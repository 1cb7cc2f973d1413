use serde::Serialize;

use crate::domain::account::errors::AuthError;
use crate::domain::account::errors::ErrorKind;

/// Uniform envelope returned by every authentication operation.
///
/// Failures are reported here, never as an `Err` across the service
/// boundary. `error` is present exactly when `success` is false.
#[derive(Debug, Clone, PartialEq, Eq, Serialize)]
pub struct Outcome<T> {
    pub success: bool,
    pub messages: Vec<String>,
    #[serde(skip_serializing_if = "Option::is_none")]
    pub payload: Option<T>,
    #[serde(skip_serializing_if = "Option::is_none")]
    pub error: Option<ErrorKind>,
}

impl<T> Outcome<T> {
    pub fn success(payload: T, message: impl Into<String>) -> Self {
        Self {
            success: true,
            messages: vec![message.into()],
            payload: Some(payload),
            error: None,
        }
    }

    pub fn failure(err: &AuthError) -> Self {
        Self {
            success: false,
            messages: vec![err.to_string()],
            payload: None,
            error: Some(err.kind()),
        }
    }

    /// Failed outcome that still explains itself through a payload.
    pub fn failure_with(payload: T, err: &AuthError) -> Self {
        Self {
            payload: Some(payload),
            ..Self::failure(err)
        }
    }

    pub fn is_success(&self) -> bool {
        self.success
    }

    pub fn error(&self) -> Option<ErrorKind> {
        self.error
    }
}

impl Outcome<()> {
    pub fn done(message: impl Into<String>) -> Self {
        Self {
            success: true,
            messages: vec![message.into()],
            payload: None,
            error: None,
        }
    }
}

━━━━━━━━━━

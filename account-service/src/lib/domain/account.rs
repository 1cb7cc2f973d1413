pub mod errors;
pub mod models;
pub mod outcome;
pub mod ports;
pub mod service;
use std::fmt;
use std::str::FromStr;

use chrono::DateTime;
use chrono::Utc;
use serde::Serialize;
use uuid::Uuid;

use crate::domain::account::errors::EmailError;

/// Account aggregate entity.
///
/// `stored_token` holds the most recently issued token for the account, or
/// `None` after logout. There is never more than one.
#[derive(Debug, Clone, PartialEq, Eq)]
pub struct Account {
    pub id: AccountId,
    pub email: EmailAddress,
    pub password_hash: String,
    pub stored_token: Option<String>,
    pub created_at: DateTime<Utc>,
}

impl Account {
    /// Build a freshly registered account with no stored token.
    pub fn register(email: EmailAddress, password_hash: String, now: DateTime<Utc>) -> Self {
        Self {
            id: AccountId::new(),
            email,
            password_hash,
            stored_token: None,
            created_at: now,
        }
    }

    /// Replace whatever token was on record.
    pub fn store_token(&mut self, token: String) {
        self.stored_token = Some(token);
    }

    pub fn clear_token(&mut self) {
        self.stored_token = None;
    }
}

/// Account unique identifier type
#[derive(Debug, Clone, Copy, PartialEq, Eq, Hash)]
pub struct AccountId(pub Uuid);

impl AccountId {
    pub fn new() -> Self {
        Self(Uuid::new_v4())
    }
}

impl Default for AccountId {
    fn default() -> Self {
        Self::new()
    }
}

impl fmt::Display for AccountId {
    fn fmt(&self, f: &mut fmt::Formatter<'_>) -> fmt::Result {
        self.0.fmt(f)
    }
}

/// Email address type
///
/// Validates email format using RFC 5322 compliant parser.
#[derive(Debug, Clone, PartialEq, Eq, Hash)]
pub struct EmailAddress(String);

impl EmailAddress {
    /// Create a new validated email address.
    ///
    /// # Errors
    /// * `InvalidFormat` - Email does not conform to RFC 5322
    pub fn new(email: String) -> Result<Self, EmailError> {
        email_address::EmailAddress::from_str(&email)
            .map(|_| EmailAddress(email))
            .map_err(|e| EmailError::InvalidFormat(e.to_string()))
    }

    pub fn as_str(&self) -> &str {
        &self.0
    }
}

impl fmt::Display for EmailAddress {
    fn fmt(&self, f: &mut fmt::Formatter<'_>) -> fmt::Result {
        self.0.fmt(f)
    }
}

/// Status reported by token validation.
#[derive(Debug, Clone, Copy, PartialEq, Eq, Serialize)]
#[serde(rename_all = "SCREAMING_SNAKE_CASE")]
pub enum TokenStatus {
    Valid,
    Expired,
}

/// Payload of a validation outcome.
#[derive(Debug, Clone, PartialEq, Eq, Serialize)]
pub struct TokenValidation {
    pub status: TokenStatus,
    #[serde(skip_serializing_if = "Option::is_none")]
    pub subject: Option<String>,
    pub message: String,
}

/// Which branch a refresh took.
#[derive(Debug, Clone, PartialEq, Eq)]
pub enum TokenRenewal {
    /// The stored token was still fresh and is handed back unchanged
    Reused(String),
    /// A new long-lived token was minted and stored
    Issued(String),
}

━━━━━━━━━━

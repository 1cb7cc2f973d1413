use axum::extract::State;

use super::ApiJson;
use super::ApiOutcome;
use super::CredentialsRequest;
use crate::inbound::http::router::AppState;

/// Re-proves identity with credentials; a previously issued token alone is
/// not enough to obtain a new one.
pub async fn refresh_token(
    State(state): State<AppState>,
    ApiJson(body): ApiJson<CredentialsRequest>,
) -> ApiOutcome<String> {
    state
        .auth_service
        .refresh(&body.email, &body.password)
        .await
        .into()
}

━━━━━━━━━━

| WORK REQUIRED |
The answer must be all the lines above that hold the word "ErrorKind".

| ANSWER BOX |
use crate::domain::account::errors::ErrorKind;
    pub error: Option<ErrorKind>,
    pub fn error(&self) -> Option<ErrorKind> {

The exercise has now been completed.